──────── Material provided ────────

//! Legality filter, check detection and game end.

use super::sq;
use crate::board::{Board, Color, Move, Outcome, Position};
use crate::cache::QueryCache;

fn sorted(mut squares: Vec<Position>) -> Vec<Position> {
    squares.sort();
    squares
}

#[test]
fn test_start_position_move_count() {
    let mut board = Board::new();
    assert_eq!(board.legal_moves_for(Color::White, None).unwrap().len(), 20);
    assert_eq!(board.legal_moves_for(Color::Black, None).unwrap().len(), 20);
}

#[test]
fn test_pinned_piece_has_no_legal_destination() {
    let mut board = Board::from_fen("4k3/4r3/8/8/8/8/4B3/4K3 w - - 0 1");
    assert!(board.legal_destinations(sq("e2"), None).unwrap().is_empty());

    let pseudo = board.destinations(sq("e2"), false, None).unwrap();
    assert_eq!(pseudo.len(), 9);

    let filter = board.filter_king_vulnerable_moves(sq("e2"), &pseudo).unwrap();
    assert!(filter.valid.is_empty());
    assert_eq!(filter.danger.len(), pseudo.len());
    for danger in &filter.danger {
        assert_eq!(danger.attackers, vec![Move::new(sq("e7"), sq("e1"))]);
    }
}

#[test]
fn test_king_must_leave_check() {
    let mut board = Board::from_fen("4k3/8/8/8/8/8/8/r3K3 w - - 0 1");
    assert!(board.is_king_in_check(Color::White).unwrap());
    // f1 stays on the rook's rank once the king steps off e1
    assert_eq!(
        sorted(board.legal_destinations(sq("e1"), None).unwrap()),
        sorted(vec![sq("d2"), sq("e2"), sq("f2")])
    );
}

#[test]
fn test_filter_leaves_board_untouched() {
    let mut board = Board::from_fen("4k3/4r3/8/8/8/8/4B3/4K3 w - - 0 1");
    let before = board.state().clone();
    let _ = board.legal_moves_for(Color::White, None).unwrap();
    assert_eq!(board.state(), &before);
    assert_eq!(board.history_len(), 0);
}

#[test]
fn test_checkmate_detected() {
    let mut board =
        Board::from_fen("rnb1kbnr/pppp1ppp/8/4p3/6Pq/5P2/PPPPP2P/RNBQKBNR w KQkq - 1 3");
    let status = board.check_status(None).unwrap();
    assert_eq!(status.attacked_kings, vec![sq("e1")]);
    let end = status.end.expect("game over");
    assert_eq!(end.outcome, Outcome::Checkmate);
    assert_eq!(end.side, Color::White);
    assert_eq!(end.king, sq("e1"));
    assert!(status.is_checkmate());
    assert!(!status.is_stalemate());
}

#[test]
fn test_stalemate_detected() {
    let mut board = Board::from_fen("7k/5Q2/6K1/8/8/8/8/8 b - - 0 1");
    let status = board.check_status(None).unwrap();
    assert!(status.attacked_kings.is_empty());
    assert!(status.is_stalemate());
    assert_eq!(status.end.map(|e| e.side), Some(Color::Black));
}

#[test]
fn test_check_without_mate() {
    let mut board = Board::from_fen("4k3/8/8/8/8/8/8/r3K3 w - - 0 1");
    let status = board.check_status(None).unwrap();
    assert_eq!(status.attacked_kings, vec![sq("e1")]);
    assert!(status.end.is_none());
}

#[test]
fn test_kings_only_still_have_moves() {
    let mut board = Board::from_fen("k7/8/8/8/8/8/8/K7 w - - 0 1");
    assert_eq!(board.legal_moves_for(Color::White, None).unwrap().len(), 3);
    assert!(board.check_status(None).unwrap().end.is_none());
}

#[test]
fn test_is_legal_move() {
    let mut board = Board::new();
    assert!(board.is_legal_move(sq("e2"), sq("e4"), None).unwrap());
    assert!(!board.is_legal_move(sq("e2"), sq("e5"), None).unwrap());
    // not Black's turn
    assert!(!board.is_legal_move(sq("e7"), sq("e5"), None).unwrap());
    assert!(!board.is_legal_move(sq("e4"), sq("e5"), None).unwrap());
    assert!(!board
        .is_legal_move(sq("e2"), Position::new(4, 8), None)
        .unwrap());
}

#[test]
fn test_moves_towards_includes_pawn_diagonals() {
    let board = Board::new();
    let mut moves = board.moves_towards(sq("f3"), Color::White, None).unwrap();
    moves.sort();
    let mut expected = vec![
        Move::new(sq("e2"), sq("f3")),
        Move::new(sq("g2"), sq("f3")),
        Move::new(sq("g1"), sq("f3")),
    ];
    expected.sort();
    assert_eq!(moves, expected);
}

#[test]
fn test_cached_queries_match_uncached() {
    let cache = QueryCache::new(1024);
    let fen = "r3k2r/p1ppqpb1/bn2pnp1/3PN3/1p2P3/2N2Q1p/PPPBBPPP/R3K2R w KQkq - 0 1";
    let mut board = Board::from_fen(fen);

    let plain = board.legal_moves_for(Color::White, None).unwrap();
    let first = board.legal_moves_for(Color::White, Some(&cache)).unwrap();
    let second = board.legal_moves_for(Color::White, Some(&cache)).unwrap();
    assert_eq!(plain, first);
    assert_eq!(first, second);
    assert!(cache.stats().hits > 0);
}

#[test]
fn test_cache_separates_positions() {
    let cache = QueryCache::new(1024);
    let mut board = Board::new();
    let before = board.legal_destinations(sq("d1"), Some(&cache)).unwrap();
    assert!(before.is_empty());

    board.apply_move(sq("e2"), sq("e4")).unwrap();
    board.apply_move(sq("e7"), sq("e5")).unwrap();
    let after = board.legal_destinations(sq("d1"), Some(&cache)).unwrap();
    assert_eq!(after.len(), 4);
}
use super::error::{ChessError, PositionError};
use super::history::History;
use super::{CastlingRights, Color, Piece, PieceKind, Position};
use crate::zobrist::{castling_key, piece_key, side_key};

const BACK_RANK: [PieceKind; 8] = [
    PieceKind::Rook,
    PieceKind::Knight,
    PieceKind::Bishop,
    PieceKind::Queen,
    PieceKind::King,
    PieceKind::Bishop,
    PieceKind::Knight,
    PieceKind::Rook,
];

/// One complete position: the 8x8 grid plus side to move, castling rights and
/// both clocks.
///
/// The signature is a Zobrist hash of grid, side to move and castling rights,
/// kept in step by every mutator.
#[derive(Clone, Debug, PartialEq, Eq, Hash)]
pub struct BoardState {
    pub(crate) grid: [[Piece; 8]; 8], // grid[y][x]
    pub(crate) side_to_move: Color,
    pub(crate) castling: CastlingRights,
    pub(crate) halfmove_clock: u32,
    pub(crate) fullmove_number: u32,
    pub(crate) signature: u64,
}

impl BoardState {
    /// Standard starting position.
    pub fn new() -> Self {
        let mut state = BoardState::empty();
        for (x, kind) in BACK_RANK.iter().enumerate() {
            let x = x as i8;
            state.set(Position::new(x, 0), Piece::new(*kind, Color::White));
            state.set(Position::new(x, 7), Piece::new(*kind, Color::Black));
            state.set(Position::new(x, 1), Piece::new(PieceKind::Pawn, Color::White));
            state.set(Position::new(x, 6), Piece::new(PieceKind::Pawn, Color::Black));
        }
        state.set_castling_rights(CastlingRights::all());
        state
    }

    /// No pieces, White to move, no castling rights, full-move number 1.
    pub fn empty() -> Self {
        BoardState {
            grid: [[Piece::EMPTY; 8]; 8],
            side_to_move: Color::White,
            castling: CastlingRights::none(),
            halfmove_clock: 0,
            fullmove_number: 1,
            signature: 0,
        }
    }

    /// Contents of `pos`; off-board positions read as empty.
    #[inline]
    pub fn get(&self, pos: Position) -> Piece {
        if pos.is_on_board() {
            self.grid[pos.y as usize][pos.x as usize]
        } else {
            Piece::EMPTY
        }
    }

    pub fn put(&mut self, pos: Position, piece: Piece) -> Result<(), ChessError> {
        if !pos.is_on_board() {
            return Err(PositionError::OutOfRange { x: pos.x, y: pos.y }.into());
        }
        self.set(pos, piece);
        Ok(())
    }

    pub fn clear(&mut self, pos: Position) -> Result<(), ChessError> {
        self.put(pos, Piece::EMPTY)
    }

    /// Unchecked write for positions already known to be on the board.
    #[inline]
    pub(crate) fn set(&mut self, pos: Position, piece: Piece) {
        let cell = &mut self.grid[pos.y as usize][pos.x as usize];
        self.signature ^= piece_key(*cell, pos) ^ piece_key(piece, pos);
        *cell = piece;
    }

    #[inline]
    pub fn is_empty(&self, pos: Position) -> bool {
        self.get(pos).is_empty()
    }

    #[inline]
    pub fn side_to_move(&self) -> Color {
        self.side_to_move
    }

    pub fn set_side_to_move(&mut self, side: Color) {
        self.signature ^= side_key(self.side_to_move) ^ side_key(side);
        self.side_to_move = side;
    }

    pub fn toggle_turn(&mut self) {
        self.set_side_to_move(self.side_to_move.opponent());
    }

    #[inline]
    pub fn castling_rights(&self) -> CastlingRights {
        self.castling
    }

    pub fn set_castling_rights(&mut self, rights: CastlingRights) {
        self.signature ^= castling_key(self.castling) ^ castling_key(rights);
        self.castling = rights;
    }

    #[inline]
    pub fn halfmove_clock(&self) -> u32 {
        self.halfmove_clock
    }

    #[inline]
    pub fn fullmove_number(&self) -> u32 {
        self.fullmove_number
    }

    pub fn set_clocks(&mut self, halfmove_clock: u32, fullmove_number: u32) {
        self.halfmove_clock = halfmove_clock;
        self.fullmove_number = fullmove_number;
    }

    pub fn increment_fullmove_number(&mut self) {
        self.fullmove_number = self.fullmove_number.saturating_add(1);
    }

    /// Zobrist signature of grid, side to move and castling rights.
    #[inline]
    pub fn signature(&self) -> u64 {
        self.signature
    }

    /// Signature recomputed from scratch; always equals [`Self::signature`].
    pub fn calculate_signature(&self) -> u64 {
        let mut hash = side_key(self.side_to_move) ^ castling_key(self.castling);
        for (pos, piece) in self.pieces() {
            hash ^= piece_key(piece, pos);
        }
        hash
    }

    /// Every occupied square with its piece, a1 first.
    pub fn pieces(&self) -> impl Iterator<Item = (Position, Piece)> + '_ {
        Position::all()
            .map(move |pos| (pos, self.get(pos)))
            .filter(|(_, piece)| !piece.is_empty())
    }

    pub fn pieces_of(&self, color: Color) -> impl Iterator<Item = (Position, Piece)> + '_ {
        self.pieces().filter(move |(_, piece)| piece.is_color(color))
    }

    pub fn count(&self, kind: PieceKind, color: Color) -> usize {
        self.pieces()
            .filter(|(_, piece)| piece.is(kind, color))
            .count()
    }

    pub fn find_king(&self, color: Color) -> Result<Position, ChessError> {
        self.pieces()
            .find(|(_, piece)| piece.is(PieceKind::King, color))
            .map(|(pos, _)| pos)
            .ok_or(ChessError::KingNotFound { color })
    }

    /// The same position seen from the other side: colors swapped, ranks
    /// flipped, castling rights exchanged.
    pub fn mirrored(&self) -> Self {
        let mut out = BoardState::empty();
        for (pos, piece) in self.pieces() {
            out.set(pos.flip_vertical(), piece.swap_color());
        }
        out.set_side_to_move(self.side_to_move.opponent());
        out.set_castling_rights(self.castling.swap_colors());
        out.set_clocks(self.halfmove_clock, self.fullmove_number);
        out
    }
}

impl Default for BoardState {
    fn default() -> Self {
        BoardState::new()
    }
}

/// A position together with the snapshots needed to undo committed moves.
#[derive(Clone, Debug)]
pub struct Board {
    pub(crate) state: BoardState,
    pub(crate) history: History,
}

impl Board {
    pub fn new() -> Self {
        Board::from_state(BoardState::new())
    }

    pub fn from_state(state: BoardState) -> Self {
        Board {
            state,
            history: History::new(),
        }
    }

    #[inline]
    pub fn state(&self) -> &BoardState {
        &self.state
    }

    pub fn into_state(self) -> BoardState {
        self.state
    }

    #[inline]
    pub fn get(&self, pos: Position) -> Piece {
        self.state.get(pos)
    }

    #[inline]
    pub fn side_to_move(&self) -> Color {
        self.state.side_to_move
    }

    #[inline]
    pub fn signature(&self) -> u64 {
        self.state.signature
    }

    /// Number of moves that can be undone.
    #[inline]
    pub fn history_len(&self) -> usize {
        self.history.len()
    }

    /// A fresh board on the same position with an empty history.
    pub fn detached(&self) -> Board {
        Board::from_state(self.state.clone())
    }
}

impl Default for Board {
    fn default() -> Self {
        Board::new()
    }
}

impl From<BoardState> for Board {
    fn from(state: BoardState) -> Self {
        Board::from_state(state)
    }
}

────────

What is being asked:
What belongs in the answer is each line of the listing that contains the word "second".

Task result:
    let second = board.legal_moves_for(Color::White, Some(&cache)).unwrap();
    assert_eq!(first, second);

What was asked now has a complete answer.